Salt stress impacts crop and microalgae growth via osmotic stress, ion toxicity, and oxidative stress. Microalgae, with their efficient photosynthesis and diverse metabolism, offer promising solutions to resource scarcity and environmental challenges. The nitric oxide (NO)-cGMP-protein kinase G (PKG) signaling cascade is a conserved stress-response pathway that regulates ion homeostasis and antioxidant defense in eukaryotes. Although PKG has been shown to modulate stress adaptation through the GAMYB transcription factor in plants, its role in microalgae remains unknown.
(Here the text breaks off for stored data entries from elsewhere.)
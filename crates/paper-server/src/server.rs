//! HTTP server assembly.

use actix_cors::Cors;
use actix_web::{web, App, HttpServer};

use crate::handlers;
use crate::state::AppState;
use crate::ws;

pub fn configure_routes(config: &mut web::ServiceConfig) {
    config.service(
        web::scope("/api/chat")
            .route("/ws/{work_id}", web::get().to(ws::websocket_entry))
            .route(
                "/work/{work_id}/history",
                web::get().to(handlers::history::frontend),
            )
            .route(
                "/work/{work_id}/history/raw",
                web::get().to(handlers::history::raw),
            )
            .route(
                "/work/{work_id}/history/stats",
                web::get().to(handlers::history::statistics),
            )
            .route(
                "/work/{work_id}/task-status",
                web::get().to(handlers::tasks::status),
            )
            .route(
                "/work/{work_id}/generate-title",
                web::post().to(handlers::title::generate),
            ),
    );
}

pub async fn run(state: AppState, host: &str, port: u16) -> std::io::Result<()> {
    log::info!("服务启动: {host}:{port}");

    HttpServer::new(move || {
        let cors = Cors::permissive();
        App::new()
            .wrap(cors)
            .app_data(web::Data::new(state.clone()))
            .configure(configure_routes)
    })
    .bind((host, port))?
    .run()
    .await
}
pub mod card;
pub mod context;
pub mod error;
pub mod json_repair;
pub mod message;
pub mod sink;
pub mod tools;

pub use card::{JsonBlock, StreamEvent};
pub use context::{CompressionRecord, CompressionStrategy, ContextManager, ContextStatus};
pub use error::AgentError;
pub use json_repair::{is_valid_json, try_fix_incomplete_json};
pub use message::{Message, Role};
pub use sink::{NullSink, StreamSink};
pub use tools::{FunctionCall, FunctionSchema, ToolCall, ToolSchema};
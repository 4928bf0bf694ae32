pub mod history;
pub mod store;

pub use history::{ChatHistory, ChatMessage, ChatStatistics, FrontendMessage, MessageId};
pub use store::{ChatStore, ChatStoreError, Result};
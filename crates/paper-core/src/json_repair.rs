//! Repair of truncated tool-call argument JSON.
//!
//! Streaming providers occasionally cut an argument string short at an id
//! boundary or at end-of-stream. The repair appends a closing quote for an
//! unpaired `"`, then a `}` per unmatched `{`, then a `]` per unmatched `[`,
//! and re-parses once after all fixes. Valid input is returned unchanged.

pub fn is_valid_json(input: &str) -> bool {
    serde_json::from_str::<serde_json::Value>(input).is_ok()
}

pub fn try_fix_incomplete_json(input: &str) -> String {
    if input.trim().is_empty() {
        return input.to_string();
    }
    if is_valid_json(input) {
        return input.to_string();
    }

    let mut fixed = input.to_string();

    let quote_count = count_unescaped(input, '"');
    if quote_count % 2 != 0 {
        fixed.push('"');
    }

    let open_braces = fixed.matches('{').count();
    let close_braces = fixed.matches('}').count();
    if open_braces > close_braces {
        for _ in 0..(open_braces - close_braces) {
            fixed.push('}');
        }
    }

    let open_brackets = fixed.matches('[').count();
    let close_brackets = fixed.matches(']').count();
    if open_brackets > close_brackets {
        for _ in 0..(open_brackets - close_brackets) {
            fixed.push(']');
        }
    }

    if is_valid_json(&fixed) {
        log::info!(
            "JSON repair succeeded, {} -> {} chars",
            input.len(),
            fixed.len()
        );
        fixed
    } else {
        log::warn!("JSON repair failed: {:?}", &input[..input.len().min(100)]);
        input.to_string()
    }
}

fn count_unescaped(input: &str, target: char) -> usize {
    let mut count = 0;
    let mut prev_backslash = false;
    for ch in input.chars() {
        if ch == target && !prev_backslash {
            count += 1;
        }
        prev_backslash = ch == '\\' && !prev_backslash;
    }
    count
}
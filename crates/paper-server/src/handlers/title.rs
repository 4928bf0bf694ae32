//! One-shot academic title generation from the user's first question.
//!
//! Uses the non-streaming LLM path; on failure the question itself becomes
//! the fallback title.

use actix_web::{web, HttpRequest, HttpResponse, Responder};
use serde::Deserialize;

use paper_core::Message;
use paper_llm::{LlmHandler, LlmRole};

use crate::handlers::authorize;
use crate::state::AppState;

#[derive(Debug, Deserialize)]
pub struct TitleRequest {
    #[serde(default)]
    pub question: String,
}

pub async fn generate(
    req: HttpRequest,
    path: web::Path<String>,
    body: web::Json<TitleRequest>,
    state: web::Data<AppState>,
) -> impl Responder {
    let work_id = path.into_inner();
    let user_id = match authorize(&req, &state, &work_id) {
        Ok(user_id) => user_id,
        Err(response) => return response,
    };

    let question = body.question.trim();
    if question.is_empty() {
        return HttpResponse::BadRequest().json(serde_json::json!({"detail": "缺少问题内容"}));
    }

    let config = match state.configs.require(user_id, LlmRole::Brain) {
        Ok(config) => config,
        Err(e) => {
            return HttpResponse::InternalServerError()
                .json(serde_json::json!({"detail": e.to_string()}))
        }
    };

    let prompt = format!(
        "请根据用户的研究问题生成一个简洁、专业的学术论文标题。\n\
         要求：\n\
         1. 标题要准确反映研究内容\n\
         2. 使用学术化的表达\n\
         3. 长度精简，不超过15个字符\n\
         4. 只返回标题，不要其他内容\n\n\
         用户问题：{question}\n\n\
         请生成标题："
    );

    let handler = LlmHandler::from_config(&config);
    let (response, _calls) = handler.process_sync(&[Message::user(prompt)], &[]).await;

    let title = response
        .content
        .trim()
        .trim_matches(['"', '\''])
        .trim()
        .to_string();

    let (title, status) = if title.is_empty() || title.contains("LLM API调用失败") {
        (fallback_title(question), "fallback")
    } else {
        (title, "success")
    };

    HttpResponse::Ok().json(serde_json::json!({
        "title": title,
        "status": status,
        "message": "标题生成成功",
    }))
}

fn fallback_title(question: &str) -> String {
    question.chars().take(50).collect()
}

#[cfg(test)]
mod tests {
    use super::*;

    #[test]
    fn fallback_truncates_long_questions() {
        let question = "研".repeat(80);
        assert_eq!(fallback_title(&question).chars().count(), 50);
        assert_eq!(fallback_title("短问题"), "短问题");
    }
}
To elucidate the function of PKG in salt stress adaptation, this study focuses on a mutant strain of Chromochloris zofingiensis with inactivated cGMP-dependent protein kinase G (PKG) (Cz-pkg), and compares it to the wild-type strain (Chromochloris zofingiensis wild type, Cz-WT), analyzing their differential responses under varying salt concentrations in terms of growth, pigment metabolism, lipid accumulation, and gene expression. We found that PKG inactivation markedly reduced salt tolerance and led to a complete loss of astaxanthin accumulation, while significantly suppressing lipid biosynthesis. Transcriptomic analysis further revealed that PKG regulates key genes involved in the MEP pathway, carotenoid metabolism, and fatty acid synthesis, particularly enhancing antioxidant defense and carbon flux toward astaxanthin and lipid production. These results demonstrate that PKG acts as a central regulator in microalgal adaptation to salt stress by coordinating antioxidant responses and metabolic reprogramming. This study provides the first evidence of PKG's role in microalgal salt tolerance, offering insights for engineering stress-resilient strains and salt-tolerant crops.